_Exercise data_
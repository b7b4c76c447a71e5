//! Ledger storage backends.
//!
//! Every mutation is one read-modify-write cycle performed under the store's
//! lock, and the whole collection is written back at once.

use std::collections::HashMap;
use std::fs;
use std::io::Write;
use std::path::{Path, PathBuf};
use std::sync::atomic::{AtomicU64, Ordering};
use std::sync::{Arc, Mutex, MutexGuard, OnceLock};

use crate::error::{BonusError, Result};
use crate::record::{BonusRecord, PaymentStatus};

/// Ordered collection of bonus records.
///
/// Implementations keep insertion order, and removals keep the relative order
/// of the surviving records.
pub trait LedgerStore {
    /// Appends every record or none of them.
    fn append_batch(&self, records: Vec<BonusRecord>) -> Result<usize>;

    /// Snapshot of all records in ledger order.
    fn all(&self) -> Result<Vec<BonusRecord>>;

    /// Sets `status` on every record of `player_id`; returns how many matched.
    fn update_status_by_player_id(&self, player_id: &str, status: PaymentStatus) -> Result<usize>;

    /// Deletes every record of `player_id`; returns how many were removed.
    fn remove_by_player_id(&self, player_id: &str) -> Result<usize>;

    fn clear(&self) -> Result<()>;

    fn append(&self, record: BonusRecord) -> Result<()> {
        self.append_batch(vec![record]).map(|_| ())
    }
}

fn lock<T>(mutex: &Mutex<T>) -> MutexGuard<'_, T> {
    // A panic mid-cycle never leaves a half-applied mutation behind (writes go
    // through a temp file), so the guarded value is still usable.
    mutex.lock().unwrap_or_else(|poisoned| poisoned.into_inner())
}

fn set_status(records: &mut [BonusRecord], player_id: &str, status: PaymentStatus) -> usize {
    let mut count = 0;
    for record in records.iter_mut().filter(|r| r.player_id == player_id) {
        record.status = status;
        count += 1;
    }
    count
}

fn remove_player(records: &mut Vec<BonusRecord>, player_id: &str) -> usize {
    let before = records.len();
    records.retain(|r| r.player_id != player_id);
    before - records.len()
}

// -------------------- In-memory --------------------

#[derive(Debug, Default)]
pub struct MemoryLedger {
    records: Mutex<Vec<BonusRecord>>,
}

impl MemoryLedger {
    pub fn new() -> Self {
        Self::default()
    }

    pub fn with_records(records: Vec<BonusRecord>) -> Self {
        MemoryLedger {
            records: Mutex::new(records),
        }
    }
}

impl LedgerStore for MemoryLedger {
    fn append_batch(&self, records: Vec<BonusRecord>) -> Result<usize> {
        let count = records.len();
        lock(&self.records).extend(records);
        Ok(count)
    }

    fn all(&self) -> Result<Vec<BonusRecord>> {
        Ok(lock(&self.records).clone())
    }

    fn update_status_by_player_id(&self, player_id: &str, status: PaymentStatus) -> Result<usize> {
        Ok(set_status(&mut lock(&self.records), player_id, status))
    }

    fn remove_by_player_id(&self, player_id: &str) -> Result<usize> {
        Ok(remove_player(&mut lock(&self.records), player_id))
    }

    fn clear(&self) -> Result<()> {
        lock(&self.records).clear();
        Ok(())
    }
}

// -------------------- JSON file --------------------

/// One lock per ledger file, shared by every handle in the process.
static FILE_LOCKS: OnceLock<Mutex<HashMap<PathBuf, Arc<Mutex<()>>>>> = OnceLock::new();
static TEMP_SEQ: AtomicU64 = AtomicU64::new(0);

/// Resolves the directory part so that `data.json`, `./data.json` and an
/// absolute path to the same file share a lock. The file itself may not exist.
fn lock_key(path: &Path) -> PathBuf {
    let dir = match path.parent() {
        Some(dir) if !dir.as_os_str().is_empty() => dir,
        _ => Path::new("."),
    };
    let dir = fs::canonicalize(dir)
        .or_else(|_| std::path::absolute(dir))
        .unwrap_or_else(|_| dir.to_path_buf());
    match path.file_name() {
        Some(name) => dir.join(name),
        None => dir,
    }
}

fn file_lock(path: &Path) -> Arc<Mutex<()>> {
    let registry = FILE_LOCKS.get_or_init(|| Mutex::new(HashMap::new()));
    Arc::clone(lock(registry).entry(lock_key(path)).or_default())
}

/// Ledger persisted as a single JSON array.
///
/// An absent or zero-length file is an empty ledger. A file that exists but
/// does not parse, or holds a record that fails validation, is a storage
/// error.
///
/// Handles opened on the same file within one process serialize through a
/// shared lock, so separate `FileLedger::open` calls never lose each other's
/// writes. Other processes are not coordinated.
#[derive(Debug)]
pub struct FileLedger {
    path: PathBuf,
    write_lock: Arc<Mutex<()>>,
}

impl FileLedger {
    pub fn open(path: impl Into<PathBuf>) -> Self {
        let path = path.into();
        let write_lock = file_lock(&path);
        FileLedger { path, write_lock }
    }

    pub fn path(&self) -> &Path {
        &self.path
    }

    fn load(&self) -> Result<Vec<BonusRecord>> {
        let bytes = match fs::read(&self.path) {
            Ok(bytes) => bytes,
            Err(e) if e.kind() == std::io::ErrorKind::NotFound => return Ok(Vec::new()),
            Err(e) => return Err(BonusError::storage(&self.path, e)),
        };
        if bytes.iter().all(u8::is_ascii_whitespace) {
            return Ok(Vec::new());
        }
        serde_json::from_slice(&bytes).map_err(|e| BonusError::storage(&self.path, e))
    }

    /// Writes the full collection to a sibling temp file, syncs it, then
    /// renames it over the ledger.
    fn save(&self, records: &[BonusRecord]) -> Result<()> {
        let json = serde_json::to_vec_pretty(records).map_err(|e| BonusError::storage(&self.path, e))?;

        let tmp = self.temp_path();
        let written = fs::OpenOptions::new()
            .write(true)
            .create_new(true)
            .open(&tmp)
            .and_then(|mut file| {
                file.write_all(&json)?;
                file.sync_all()
            });
        if let Err(e) = written.and_then(|_| fs::rename(&tmp, &self.path)) {
            let _ = fs::remove_file(&tmp);
            log::error!("[LEDGER] write failed path:{} error:{}", self.path.display(), e);
            return Err(BonusError::storage(&self.path, e));
        }
        Ok(())
    }

    /// `<file>.<pid>.<seq>.tmp` next to the ledger; unique per write.
    fn temp_path(&self) -> PathBuf {
        let mut name = self
            .path
            .file_name()
            .map(|n| n.to_os_string())
            .unwrap_or_else(|| "ledger".into());
        name.push(format!(".{}.{}.tmp", std::process::id(), TEMP_SEQ.fetch_add(1, Ordering::Relaxed)));
        self.path.with_file_name(name)
    }

    /// Runs one read-modify-write cycle; nothing is written when `f` fails.
    fn mutate<T>(&self, f: impl FnOnce(&mut Vec<BonusRecord>) -> T) -> Result<T> {
        let _guard = lock(&self.write_lock);
        let mut records = self.load()?;
        let out = f(&mut records);
        self.save(&records)?;
        Ok(out)
    }
}

impl LedgerStore for FileLedger {
    fn append_batch(&self, records: Vec<BonusRecord>) -> Result<usize> {
        let count = records.len();
        if count == 0 {
            return Ok(0);
        }
        self.mutate(|all| all.extend(records))?;
        Ok(count)
    }

    fn all(&self) -> Result<Vec<BonusRecord>> {
        let _guard = lock(&self.write_lock);
        self.load()
    }

    fn update_status_by_player_id(&self, player_id: &str, status: PaymentStatus) -> Result<usize> {
        self.mutate(|all| set_status(all, player_id, status))
    }

    fn remove_by_player_id(&self, player_id: &str) -> Result<usize> {
        self.mutate(|all| remove_player(all, player_id))
    }

    fn clear(&self) -> Result<()> {
        let _guard = lock(&self.write_lock);
        self.save(&[])
    }
}

#[cfg(test)]
mod tests {
    use super::*;
    use crate::calculator::Bonus;
    use crate::record::EventContext;
    use tempfile::TempDir;

    fn record(name: &str, id: &str, kills: u32) -> BonusRecord {
        let event = EventContext {
            event_kind: "bizwar".to_string(),
            outcome: "win".to_string(),
            time_slot: "20:00".to_string(),
            date: "2025-05-01".to_string(),
            proof_url: None,
        };
        let base = kills as u64 * 30_000;
        BonusRecord::new(name, id, kills, &event, Bonus { base, special: 0 })
    }

    fn leftover_temp_files(dir: &TempDir) -> usize {
        fs::read_dir(dir.path())
            .unwrap()
            .filter(|entry| entry.as_ref().unwrap().file_name().to_string_lossy().ends_with(".tmp"))
            .count()
    }

    fn ids(store: &impl LedgerStore) -> Vec<String> {
        store.all().unwrap().into_iter().map(|r| r.player_id).collect()
    }

    #[test]
    fn test_missing_file_is_empty_ledger() {
        let tmp = TempDir::new().expect("tempdir");
        let store = FileLedger::open(tmp.path().join("data.json"));
        assert!(store.all().unwrap().is_empty());
    }

    #[test]
    fn test_blank_file_is_empty_ledger() {
        let tmp = TempDir::new().expect("tempdir");
        let path = tmp.path().join("data.json");
        fs::write(&path, "").unwrap();
        assert!(FileLedger::open(&path).all().unwrap().is_empty());
        fs::write(&path, "  \n").unwrap();
        assert!(FileLedger::open(&path).all().unwrap().is_empty());
    }

    #[test]
    fn test_corrupt_file_is_storage_error() {
        let tmp = TempDir::new().expect("tempdir");
        let path = tmp.path().join("data.json");
        fs::write(&path, "[{\"name\": ").unwrap();
        let store = FileLedger::open(&path);
        assert!(matches!(store.all(), Err(BonusError::Storage { .. })));
        // A failed load must not clobber the file.
        assert!(store.append(record("a", "1", 1)).is_err());
        assert_eq!(fs::read_to_string(&path).unwrap(), "[{\"name\": ");
    }

    #[test]
    fn test_file_ledger_persists_across_reopen() {
        let tmp = TempDir::new().expect("tempdir");
        let path = tmp.path().join("data.json");
        {
            let store = FileLedger::open(&path);
            store.append_batch(vec![record("a", "1", 1), record("b", "2", 2)]).unwrap();
        }
        let reopened = FileLedger::open(&path);
        assert_eq!(ids(&reopened), vec!["1", "2"]);
        assert_eq!(leftover_temp_files(&tmp), 0);
    }

    #[test]
    fn test_remove_keeps_survivor_order() {
        let tmp = TempDir::new().expect("tempdir");
        let store = FileLedger::open(tmp.path().join("data.json"));
        store
            .append_batch(vec![
                record("a", "1", 1),
                record("b", "2", 1),
                record("a", "1", 1),
                record("c", "3", 1),
                record("b", "2", 1),
            ])
            .unwrap();
        assert_eq!(store.remove_by_player_id("1").unwrap(), 2);
        assert_eq!(ids(&store), vec!["2", "3", "2"]);
        assert_eq!(store.remove_by_player_id("404").unwrap(), 0);
    }

    #[test]
    fn test_update_status_counts_matches() {
        let store = MemoryLedger::with_records(vec![record("a", "1", 1), record("b", "2", 1), record("a", "1", 3)]);
        assert_eq!(store.update_status_by_player_id("1", PaymentStatus::Paid).unwrap(), 2);
        let statuses: Vec<_> = store.all().unwrap().iter().map(|r| r.status).collect();
        assert_eq!(statuses, vec![PaymentStatus::Paid, PaymentStatus::Due, PaymentStatus::Paid]);
    }

    #[test]
    fn test_clear_writes_empty_collection() {
        let tmp = TempDir::new().expect("tempdir");
        let path = tmp.path().join("data.json");
        let store = FileLedger::open(&path);
        store.append(record("a", "1", 1)).unwrap();
        store.clear().unwrap();
        assert!(store.all().unwrap().is_empty());
        let on_disk: Vec<BonusRecord> = serde_json::from_str(&fs::read_to_string(&path).unwrap()).unwrap();
        assert!(on_disk.is_empty());
    }

    #[test]
    fn test_concurrent_appends_are_not_lost() {
        let tmp = TempDir::new().expect("tempdir");
        let store = Arc::new(FileLedger::open(tmp.path().join("data.json")));
        std::thread::scope(|s| {
            for t in 0..8 {
                let store = Arc::clone(&store);
                s.spawn(move || {
                    for i in 0..5 {
                        store.append(record("p", &format!("{}{}", t, i), 1)).unwrap();
                    }
                });
            }
        });
        assert_eq!(store.all().unwrap().len(), 40);
    }

    #[test]
    fn test_separate_handles_share_one_lock() {
        let tmp = TempDir::new().expect("tempdir");
        let path = tmp.path().join("data.json");
        std::thread::scope(|s| {
            for t in 0..8 {
                let path = path.clone();
                s.spawn(move || {
                    let store = FileLedger::open(&path);
                    for i in 0..10 {
                        store.append(record("p", &format!("{}{}", t, i), 1)).unwrap();
                    }
                });
            }
        });
        let records = FileLedger::open(&path).all().unwrap();
        assert_eq!(records.len(), 80);
        assert_eq!(leftover_temp_files(&tmp), 0);
    }

    #[test]
    fn test_relative_and_absolute_paths_share_one_lock() {
        let tmp = TempDir::new().expect("tempdir");
        let path = tmp.path().join("data.json");
        let dotted = tmp.path().join(".").join("data.json");
        assert!(Arc::ptr_eq(&FileLedger::open(&path).write_lock, &FileLedger::open(&dotted).write_lock));
    }
}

_Task requirements_
Would you copy out exactly the lines above that start at the one containing "use crate::record::EventContext;" and end at the one containing "fn leftover_temp_files(dir: &TempDir)", inclusive?

_Solved exercise_
    use crate::record::EventContext;
    use tempfile::TempDir;

    fn record(name: &str, id: &str, kills: u32) -> BonusRecord {
        let event = EventContext {
            event_kind: "bizwar".to_string(),
            outcome: "win".to_string(),
            time_slot: "20:00".to_string(),
            date: "2025-05-01".to_string(),
            proof_url: None,
        };
        let base = kills as u64 * 30_000;
        BonusRecord::new(name, id, kills, &event, Bonus { base, special: 0 })
    }

    fn leftover_temp_files(dir: &TempDir) -> usize {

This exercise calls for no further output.